• What to do: Write out the data below exactly, from its first line to the line containing "the target and", that line included.

Top of Task input

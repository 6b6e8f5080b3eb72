//! Chart rendering into an ordered directory of manifest files
//!
//! One render produces `<out>/<subcomponent>/NN-[<namespace>-]<kind>-<name>.yaml` for
//! every sub-component. The output directory is built next to the target and
//! swapped into place, so a failed render leaves the previous manifests untouched.

use std::collections::BTreeMap;
use std::path::{Path, PathBuf};
use std::process::Command;
use std::sync::Arc;

use serde_yaml::Value;
use tracing::{debug, info, instrument, warn};

use crate::assets::AssetStore;
use crate::environment::{placeholder, OperatorEnvironment, KUBE_RBAC_PROXY_IMAGE_ENV};
use crate::error::{Error, Result};
use crate::featuregates::{FeatureGateMapper, FeatureGateSnapshot};
use crate::helm::values::{HelmValues, FEATURE_LIST_PATHS, KUBE_RBAC_PROXY_IMAGE_PATH};
use crate::subcomponent::SubComponent;

pub const CHART_DIR: &str = "helm/olmv1";
pub const BASE_VALUES_FILE: &str = "helm/openshift.yaml";
pub const EXPERIMENTAL_VALUES_FILE: &str = "helm/experimental.yaml";

/// Synthetic release name passed to the chart engine
pub const RELEASE_NAME: &str = "olmv1";

const RELEASE_VERSION_PATH: &str = "options.openshift.releaseVersion";

/// Turns a chart directory plus one values file into a YAML stream
pub trait ChartEngine: Send + Sync {
    fn template(&self, release: &str, chart_dir: &Path, values_file: &Path) -> Result<String>;
}

/// [`ChartEngine`] backed by `helm template`
#[derive(Clone, Debug)]
pub struct HelmTemplate {
    binary: String,
}

impl Default for HelmTemplate {
    fn default() -> Self {
        Self {
            binary: "helm".to_string(),
        }
    }
}

impl HelmTemplate {
    pub fn new(binary: impl Into<String>) -> Self {
        Self {
            binary: binary.into(),
        }
    }
}

impl ChartEngine for HelmTemplate {
    fn template(&self, release: &str, chart_dir: &Path, values_file: &Path) -> Result<String> {
        let output = Command::new(&self.binary)
            .arg("template")
            .arg(release)
            .arg(chart_dir)
            .arg("--values")
            .arg(values_file)
            .arg("--no-hooks")
            .output()
            .map_err(|e| Error::RenderError(format!("failed to run {}: {e}", self.binary)))?;

        if !output.status.success() {
            let stderr = String::from_utf8_lossy(&output.stderr);
            return Err(Error::RenderError(format!(
                "helm template failed: {}",
                stderr.trim()
            )));
        }
        Ok(String::from_utf8_lossy(&output.stdout).into_owned())
    }
}

/// One document of the rendered stream
#[derive(Clone, Debug, PartialEq)]
pub struct ManifestDocument {
    /// 1-based position among the kept documents
    pub index: usize,
    pub kind: String,
    pub api_version: String,
    pub name: String,
    pub namespace: String,
    /// Source text exactly as rendered
    pub raw: String,
}

impl ManifestDocument {
    /// API group, empty for the core group
    pub fn group(&self) -> &str {
        match self.api_version.split_once('/') {
            Some((group, _)) => group,
            None => "",
        }
    }

    pub fn file_name(&self) -> String {
        manifest_file_name(self.index, &self.namespace, &self.kind, &self.name)
    }
}

/// Result of a successful render
#[derive(Clone, Debug)]
pub struct RenderedManifests {
    pub root: PathBuf,
    pub documents: BTreeMap<SubComponent, Vec<ManifestDocument>>,
}

impl RenderedManifests {
    pub fn subcomponent_dir(&self, subcomponent: SubComponent) -> PathBuf {
        self.root.join(subcomponent.name())
    }
}

/// Renders the embedded chart for every sub-component
pub struct ManifestRenderer {
    assets: Arc<AssetStore>,
    engine: Arc<dyn ChartEngine>,
    mapper: Arc<FeatureGateMapper>,
    chart_dir: String,
    base_values: String,
    experimental_values: Option<String>,
}

impl ManifestRenderer {
    pub fn new(
        assets: Arc<AssetStore>,
        engine: Arc<dyn ChartEngine>,
        mapper: Arc<FeatureGateMapper>,
    ) -> Self {
        let experimental_values = assets
            .contains(EXPERIMENTAL_VALUES_FILE)
            .then(|| EXPERIMENTAL_VALUES_FILE.to_string());
        Self {
            assets,
            engine,
            mapper,
            chart_dir: CHART_DIR.to_string(),
            base_values: BASE_VALUES_FILE.to_string(),
            experimental_values,
        }
    }

    pub fn with_chart_dir(mut self, chart_dir: impl Into<String>) -> Self {
        self.chart_dir = chart_dir.into();
        self
    }

    pub fn with_values_files(mut self, base: impl Into<String>, experimental: Option<String>) -> Self {
        self.base_values = base.into();
        self.experimental_values = experimental;
        self
    }

    /// Build the values shared by every sub-component render
    pub fn compose_values(
        &self,
        snapshot: &FeatureGateSnapshot,
        environment: &OperatorEnvironment,
    ) -> Result<HelmValues> {
        let mut gate_values = HelmValues::new();
        self.mapper.apply(snapshot, &mut gate_values)?;

        let mut files = vec![self.base_values.as_str()];
        if gate_values.has_any_enabled_feature_gates() || snapshot.is_preview() {
            if let Some(experimental) = &self.experimental_values {
                files.push(experimental.as_str());
            }
        }
        let mut values = HelmValues::load_from_assets(&self.assets, &files)?;

        // Feature lists only ever come from the cluster's gates
        for path in FEATURE_LIST_PATHS {
            values.set_list(path, Vec::new())?;
        }
        self.mapper.apply(snapshot, &mut values)?;

        for sub in SubComponent::ALL {
            let image = environment
                .image(sub)
                .map(str::to_string)
                .unwrap_or_else(|| placeholder(sub.image_env()));
            values.set_scalar(sub.image_values_path(), image)?;
        }
        let rbac_proxy = environment
            .kube_rbac_proxy_image
            .clone()
            .unwrap_or_else(|| placeholder(KUBE_RBAC_PROXY_IMAGE_ENV));
        values.set_scalar(KUBE_RBAC_PROXY_IMAGE_PATH, rbac_proxy)?;

        if !environment.release_version.is_empty() {
            values.set_scalar(RELEASE_VERSION_PATH, environment.release_version.clone())?;
        }

        debug!(files = ?files, "Composed chart values");
        Ok(values)
    }

    /// Render every sub-component into `out_dir`, replacing its previous content
    #[instrument(skip(self, snapshot, environment), fields(out_dir = %out_dir.display()))]
    pub fn render(
        &self,
        snapshot: &FeatureGateSnapshot,
        environment: &OperatorEnvironment,
        out_dir: &Path,
    ) -> Result<RenderedManifests> {
        let values = self.compose_values(snapshot, environment)?;

        let workdir = tempfile::Builder::new()
            .prefix("olm-chart-")
            .tempdir()
            .map_err(|e| Error::io(std::env::temp_dir(), e))?;
        let chart_path = workdir.path().join("chart");
        let written = self.assets.materialize(&self.chart_dir, &chart_path)?;
        if written.is_empty() {
            return Err(Error::RenderError(format!(
                "chart directory {} is empty",
                self.chart_dir
            )));
        }

        let parent = match out_dir.parent() {
            Some(p) if !p.as_os_str().is_empty() => p.to_path_buf(),
            _ => PathBuf::from("."),
        };
        std::fs::create_dir_all(&parent).map_err(|e| Error::io(&parent, e))?;
        let staging = tempfile::Builder::new()
            .prefix(".manifests-")
            .tempdir_in(&parent)
            .map_err(|e| Error::io(&parent, e))?;

        let mut documents = BTreeMap::new();
        for sub in SubComponent::ALL {
            let mut sub_values = values.clone();
            for other in SubComponent::ALL {
                sub_values.set_scalar(&other.enabled_values_path(), other == sub)?;
            }
            let values_file = workdir.path().join(format!("values-{}.yaml", sub.name()));
            std::fs::write(&values_file, sub_values.to_yaml()?)
                .map_err(|e| Error::io(&values_file, e))?;

            let stream = self.engine.template(RELEASE_NAME, &chart_path, &values_file)?;
            let docs = split_documents(&stream)?;

            let sub_dir = staging.path().join(sub.name());
            std::fs::create_dir_all(&sub_dir).map_err(|e| Error::io(&sub_dir, e))?;
            for doc in &docs {
                let path = sub_dir.join(doc.file_name());
                std::fs::write(&path, &doc.raw).map_err(|e| Error::io(&path, e))?;
            }
            debug!(subcomponent = %sub, count = docs.len(), "Rendered sub-component");
            documents.insert(sub, docs);
        }

        replace_dir(staging.path(), out_dir)?;
        info!(
            catalogd = documents.get(&SubComponent::Catalogd).map_or(0, Vec::len),
            operator_controller = documents
                .get(&SubComponent::OperatorController)
                .map_or(0, Vec::len),
            "Rendered manifests"
        );
        Ok(RenderedManifests {
            root: out_dir.to_path_buf(),
            documents,
        })
    }
}

/// Split a rendered YAML stream into documents, keeping their source text.
///
/// Empty and comment-only documents are dropped. Every other document must have a
/// non-empty `kind`.
pub fn split_documents(stream: &str) -> Result<Vec<ManifestDocument>> {
    let mut chunks = Vec::new();
    let mut current = String::new();
    for line in stream.lines() {
        if is_separator(line) {
            chunks.push(std::mem::take(&mut current));
        } else {
            current.push_str(line);
            current.push('\n');
        }
    }
    chunks.push(current);

    let mut documents = Vec::new();
    for (position, chunk) in chunks.into_iter().enumerate() {
        let meaningful = chunk.lines().any(|l| {
            let t = l.trim();
            !t.is_empty() && !t.starts_with('#')
        });
        if !meaningful {
            continue;
        }
        let value: Value = serde_yaml::from_str(&chunk).map_err(|e| {
            Error::RenderError(format!("document {} is not valid YAML: {e}", position + 1))
        })?;
        if value.is_null() {
            continue;
        }

        let kind = str_at(&value, &["kind"]);
        if kind.is_empty() {
            return Err(Error::RenderError(format!(
                "document {} has no kind",
                position + 1
            )));
        }
        documents.push(ManifestDocument {
            index: documents.len() + 1,
            kind,
            api_version: str_at(&value, &["apiVersion"]),
            name: str_at(&value, &["metadata", "name"]),
            namespace: str_at(&value, &["metadata", "namespace"]),
            raw: chunk,
        });
    }
    Ok(documents)
}

/// `NN-<namespace>-<kind>-<name>.yaml`, or `NN-<kind>-<name>.yaml` when cluster scoped
pub fn manifest_file_name(index: usize, namespace: &str, kind: &str, name: &str) -> String {
    if namespace.is_empty() {
        format!("{index:02}-{kind}-{}.yaml", sanitize(name))
    } else {
        format!(
            "{index:02}-{}-{kind}-{}.yaml",
            sanitize(namespace),
            sanitize(name)
        )
    }
}

fn sanitize(segment: &str) -> String {
    segment
        .chars()
        .map(|c| {
            if c.is_ascii_alphanumeric() || c == '.' || c == '-' {
                c
            } else {
                '-'
            }
        })
        .collect()
}

fn is_separator(line: &str) -> bool {
    let line = line.trim_end();
    line == "---" || line.starts_with("--- ")
}

fn str_at(value: &Value, path: &[&str]) -> String {
    let mut current = value;
    for key in path {
        match current.get(*key) {
            Some(v) => current = v,
            None => return String::new(),
        }
    }
    current.as_str().unwrap_or_default().to_string()
}

/// Move `staging` to `target`, replacing whatever was there
fn replace_dir(staging: &Path, target: &Path) -> Result<()> {
    let backup = target.with_file_name(format!(
        ".{}-previous",
        target
            .file_name()
            .map(|n| n.to_string_lossy().into_owned())
            .unwrap_or_else(|| "manifests".to_string())
    ));
    if backup.exists() {
        std::fs::remove_dir_all(&backup).map_err(|e| Error::io(&backup, e))?;
    }

    let had_previous = target.exists();
    if had_previous {
        std::fs::rename(target, &backup).map_err(|e| Error::io(target, e))?;
    }
    if let Err(e) = std::fs::rename(staging, target) {
        if had_previous {
            if let Err(restore) = std::fs::rename(&backup, target) {
                warn!(
                    backup = %backup.display(),
                    "Failed to restore previous manifests: {}", restore
                );
                let message = format!(
                    "{e}; restoring previous manifests from {} failed: {restore}",
                    backup.display()
                );
                return Err(Error::io(target, std::io::Error::new(e.kind(), message)));
            }
        }
        return Err(Error::io(target, e));
    }
    if had_previous {
        std::fs::remove_dir_all(&backup).map_err(|e| Error::io(&backup, e))?;
    }
    Ok(())
}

Bottom of Task input

• Solution to the problem:
repository 6b6e8f5080b3eb72
//! Chart rendering into an ordered directory of manifest files
//!
//! One render produces `<out>/<subcomponent>/NN-[<namespace>-]<kind>-<name>.yaml` for
//! every sub-component. The output directory is built next to the target and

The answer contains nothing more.